The State called Gypsy Willis to the stand next. Gypsy’s testimony is the testimony most trial watchers have been waiting for since this trial first started. Below are some highlights from her testimony. She will continue testifying on Tuesday.

  • Gypsy met MacNeill online in November 2005. They soon began having a sexual relationship and saw each other a few times a month.
  • Gypsy said MacNeill put her up in a duplex, gave her a debit card for expenses, and helped pay for her schooling as a nursing student.
  • For the first time, on the day of Michele’s funeral, MacNeill called Gypsy from his cell phone, which is something he’d never done before.
  • Gypsy said she attended Michele’s funeral. Phone records show that MacNeill and Gypsy texted each other during the funeral.
  • There were 30 text messages and 2 phone calls between Gypsy and MacNeill on the day of Michele’s death.
  • When Gypsy attended the funeral, she said she said to MacNeill, “I hope you’re alright. If there’s anything I can do for you, let me know.”
  • Gypsy says her affair with MacNeill was informal and discreet.
  • Macneill told Gypsy that there was a health fair going on the day of Michele’s death and that Ada found her mom in the bathtub.
  • Gypsy recalls going to the temple to meet Rachel. She said MacNeill wanted her to meet his family under the best possible terms. So she went to the temple to introduce herself to Rachel.
  • When Gypsy walked up to them, MacNeill asked her name. She said Jillian. Gypsy says MacNeill did not leave while she was talking to Rachel.
  • Gypsy admits that in prior interviews, she said that MacNeill “staged and directed the meeting.”
  • Gypsy says she doesn’t think MacNeill would have her come help him with the children if they strongly objected to her.

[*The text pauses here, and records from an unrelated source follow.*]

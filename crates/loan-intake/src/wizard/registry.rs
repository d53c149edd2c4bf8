use std::collections::{BTreeMap, BTreeSet};
use std::fmt;
use std::str::FromStr;

use serde::{Deserialize, Serialize};

use super::domain::{AnswerValue, Answers, ApplicationType};
use super::rules::{validate, FieldIssue, Ruleset};

/// Repeatable child record collections.
#[derive(Debug, Clone, Copy, PartialEq, Eq, PartialOrd, Ord, Hash, Serialize, Deserialize)]
pub enum SubEntityKind {
    #[serde(rename = "income_sources")]
    IncomeSource,
    #[serde(rename = "additional_incomes")]
    AdditionalIncome,
    #[serde(rename = "obligations")]
    Obligation,
    #[serde(rename = "co_borrowers")]
    CoBorrower,
    #[serde(rename = "existing_mortgages")]
    ExistingMortgage,
    #[serde(rename = "existing_credits")]
    ExistingCredit,
}

impl SubEntityKind {
    pub const ALL: [SubEntityKind; 6] = [
        SubEntityKind::IncomeSource,
        SubEntityKind::AdditionalIncome,
        SubEntityKind::Obligation,
        SubEntityKind::CoBorrower,
        SubEntityKind::ExistingMortgage,
        SubEntityKind::ExistingCredit,
    ];

    pub fn label(&self) -> &'static str {
        match self {
            SubEntityKind::IncomeSource => "income_sources",
            SubEntityKind::AdditionalIncome => "additional_incomes",
            SubEntityKind::Obligation => "obligations",
            SubEntityKind::CoBorrower => "co_borrowers",
            SubEntityKind::ExistingMortgage => "existing_mortgages",
            SubEntityKind::ExistingCredit => "existing_credits",
        }
    }

    /// Refinance-only collections are hidden from the other flows.
    pub fn allowed_for(&self, application_type: ApplicationType) -> bool {
        match self {
            SubEntityKind::ExistingMortgage => {
                application_type == ApplicationType::MortgageRefinance
            }
            SubEntityKind::ExistingCredit => application_type == ApplicationType::CreditRefinance,
            _ => true,
        }
    }
}

impl fmt::Display for SubEntityKind {
    fn fmt(&self, f: &mut fmt::Formatter<'_>) -> fmt::Result {
        f.write_str(self.label())
    }
}

#[derive(Debug, Clone, PartialEq, Eq, thiserror::Error)]
#[error("unknown collection '{0}'")]
pub struct UnknownCollection(pub String);

impl FromStr for SubEntityKind {
    type Err = UnknownCollection;

    fn from_str(value: &str) -> Result<Self, Self::Err> {
        let normalized = value.trim().to_ascii_lowercase().replace('-', "_");
        SubEntityKind::ALL
            .into_iter()
            .find(|kind| kind.label() == normalized)
            .ok_or_else(|| UnknownCollection(value.to_string()))
    }
}

/// Identifier unique within one collection.
#[derive(Debug, Clone, Copy, PartialEq, Eq, PartialOrd, Ord, Hash, Serialize, Deserialize)]
#[serde(transparent)]
pub struct LocalId(pub u32);

impl fmt::Display for LocalId {
    fn fmt(&self, f: &mut fmt::Formatter<'_>) -> fmt::Result {
        write!(f, "{}", self.0)
    }
}

#[derive(Debug, Clone, PartialEq, Serialize, Deserialize)]
pub struct SubEntity {
    pub local_id: LocalId,
    pub fields: Answers,
    #[serde(default, skip_serializing_if = "Option::is_none")]
    pub parent_owner_id: Option<LocalId>,
}

#[derive(Debug, Clone, PartialEq, Eq, thiserror::Error)]
pub enum RegistryError {
    #[error("no {kind} entry with id {id}")]
    NotFound { kind: SubEntityKind, id: LocalId },
    #[error("co-borrower {0} does not exist")]
    UnknownOwner(LocalId),
}

#[derive(Debug, Clone, Copy, PartialEq, Eq, Serialize, Deserialize)]
#[serde(rename_all = "snake_case")]
pub enum SessionMode {
    Create,
    Edit,
}

/// A modal form's uncommitted draft.
#[derive(Debug, Clone, PartialEq, Serialize, Deserialize)]
pub struct EditSession {
    pub kind: SubEntityKind,
    pub local_id: LocalId,
    pub mode: SessionMode,
    pub draft: Answers,
    pub parent_owner_id: Option<LocalId>,
}

impl EditSession {
    pub fn set(&mut self, field: impl Into<String>, value: impl Into<AnswerValue>) {
        self.draft.insert(field, value);
    }

    pub fn apply(&mut self, fields: &Answers) {
        self.draft.merge(fields);
    }
}

#[derive(Debug, Clone, PartialEq, thiserror::Error)]
pub enum CommitError {
    /// The draft failed validation; the session is handed back unchanged.
    #[error("draft for {} has {} validation issue(s)", .session.kind, .issues.len())]
    Invalid {
        session: Box<EditSession>,
        issues: Vec<FieldIssue>,
    },
    #[error(transparent)]
    Registry(#[from] RegistryError),
}

/// Arena of sub-entities, one ordered list per collection.
#[derive(Debug, Clone, Default, PartialEq, Serialize, Deserialize)]
#[serde(transparent)]
pub struct SubEntityRegistry(BTreeMap<SubEntityKind, Vec<SubEntity>>);

impl SubEntityRegistry {
    pub fn list(&self, kind: SubEntityKind) -> &[SubEntity] {
        self.0.get(&kind).map(Vec::as_slice).unwrap_or(&[])
    }

    pub fn get(&self, kind: SubEntityKind, id: LocalId) -> Option<&SubEntity> {
        self.list(kind).iter().find(|entity| entity.local_id == id)
    }

    pub fn is_empty(&self, kind: SubEntityKind) -> bool {
        self.list(kind).is_empty()
    }

    /// Smallest id not held by any current entry of the collection.
    pub fn next_local_id(&self, kind: SubEntityKind) -> LocalId {
        let taken: BTreeSet<u32> = self.list(kind).iter().map(|entity| entity.local_id.0).collect();
        let mut candidate = 0;
        while taken.contains(&candidate) {
            candidate += 1;
        }
        LocalId(candidate)
    }

    pub fn create(&mut self, kind: SubEntityKind) -> LocalId {
        let id = self.next_local_id(kind);
        self.0.entry(kind).or_default().push(SubEntity {
            local_id: id,
            fields: Answers::new(),
            parent_owner_id: None,
        });
        id
    }

    pub fn create_with(
        &mut self,
        kind: SubEntityKind,
        fields: Answers,
        parent_owner_id: Option<LocalId>,
    ) -> Result<LocalId, RegistryError> {
        self.check_owner(parent_owner_id)?;
        let id = self.next_local_id(kind);
        self.0.entry(kind).or_default().push(SubEntity {
            local_id: id,
            fields,
            parent_owner_id,
        });
        Ok(id)
    }

    pub fn update(
        &mut self,
        kind: SubEntityKind,
        id: LocalId,
        fields: Answers,
    ) -> Result<(), RegistryError> {
        let entity = self
            .0
            .get_mut(&kind)
            .and_then(|entries| entries.iter_mut().find(|entity| entity.local_id == id))
            .ok_or(RegistryError::NotFound { kind, id })?;
        entity.fields = fields;
        Ok(())
    }

    /// Remove an entry. Deleting a co-borrower also removes every entry it owns.
    pub fn delete(&mut self, kind: SubEntityKind, id: LocalId) -> Result<SubEntity, RegistryError> {
        let entries = self
            .0
            .get_mut(&kind)
            .ok_or(RegistryError::NotFound { kind, id })?;
        let position = entries
            .iter()
            .position(|entity| entity.local_id == id)
            .ok_or(RegistryError::NotFound { kind, id })?;
        let removed = entries.remove(position);

        if kind == SubEntityKind::CoBorrower {
            let mut dependents = 0;
            for entries in self.0.values_mut() {
                let before = entries.len();
                entries.retain(|entity| entity.parent_owner_id != Some(id));
                dependents += before - entries.len();
            }
            if dependents > 0 {
                tracing::debug!(owner = %id, dependents, "removed co-borrower dependents");
            }
        }

        self.0.retain(|_, entries| !entries.is_empty());
        Ok(removed)
    }

    pub fn owned_by(&self, owner: LocalId) -> Vec<(SubEntityKind, &SubEntity)> {
        self.0
            .iter()
            .flat_map(|(kind, entries)| entries.iter().map(move |entity| (*kind, entity)))
            .filter(|(_, entity)| entity.parent_owner_id == Some(owner))
            .collect()
    }

    pub fn open_create(
        &self,
        kind: SubEntityKind,
        parent_owner_id: Option<LocalId>,
    ) -> Result<EditSession, RegistryError> {
        self.check_owner(parent_owner_id)?;
        Ok(EditSession {
            kind,
            local_id: self.next_local_id(kind),
            mode: SessionMode::Create,
            draft: Answers::new(),
            parent_owner_id,
        })
    }

    pub fn open_edit(
        &self,
        kind: SubEntityKind,
        id: LocalId,
    ) -> Result<EditSession, RegistryError> {
        let entity = self.get(kind, id).ok_or(RegistryError::NotFound { kind, id })?;
        Ok(EditSession {
            kind,
            local_id: id,
            mode: SessionMode::Edit,
            draft: entity.fields.clone(),
            parent_owner_id: entity.parent_owner_id,
        })
    }

    /// Validate the draft and write it into the collection.
    pub fn commit(
        &mut self,
        session: EditSession,
        ruleset: &Ruleset,
    ) -> Result<LocalId, CommitError> {
        let issues = validate(ruleset, &session.draft);
        if !issues.is_empty() {
            return Err(CommitError::Invalid {
                session: Box::new(session),
                issues,
            });
        }

        match session.mode {
            SessionMode::Create => {
                self.check_owner(session.parent_owner_id)?;
                // The provisional id may have been taken since the modal opened.
                let id = if self.get(session.kind, session.local_id).is_some() {
                    self.next_local_id(session.kind)
                } else {
                    session.local_id
                };
                self.0.entry(session.kind).or_default().push(SubEntity {
                    local_id: id,
                    fields: session.draft,
                    parent_owner_id: session.parent_owner_id,
                });
                Ok(id)
            }
            SessionMode::Edit => {
                self.update(session.kind, session.local_id, session.draft)?;
                Ok(session.local_id)
            }
        }
    }

    /// Discard a draft. The registry is left untouched.
    pub fn cancel(&self, session: EditSession) {
        tracing::debug!(kind = %session.kind, id = %session.local_id, "discarded draft");
    }

    fn check_owner(&self, owner: Option<LocalId>) -> Result<(), RegistryError> {
        match owner {
            Some(owner) if self.get(SubEntityKind::CoBorrower, owner).is_none() => {
                Err(RegistryError::UnknownOwner(owner))
            }
            _ => Ok(()),
        }
    }
}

Gypsy’s testimony will continue Tuesday at 8:30 MT. You can watch the trial live HERE.

Background of the case:

Dr. Martin MacNeill is on trial for allegedly drugging and drowning his wife Michele, who was found dead in their bathtub. The first medical examiner ruled that her death was an accident due to heart problems. The second medical examiner changed the manner of death to “undetermined,” which led the way for the murder charges against MacNeill. Within weeks of Michele’s death, MacNeill moved his mistress, Gypsy Willis, into the family home. Gypsy took on the identity of Jillian MacNeill, although she and Martin never officially married. This is mostly a circumstantial case, with no direct evidence proving that Michele died as the result of a murder, or that MacNeill killed her.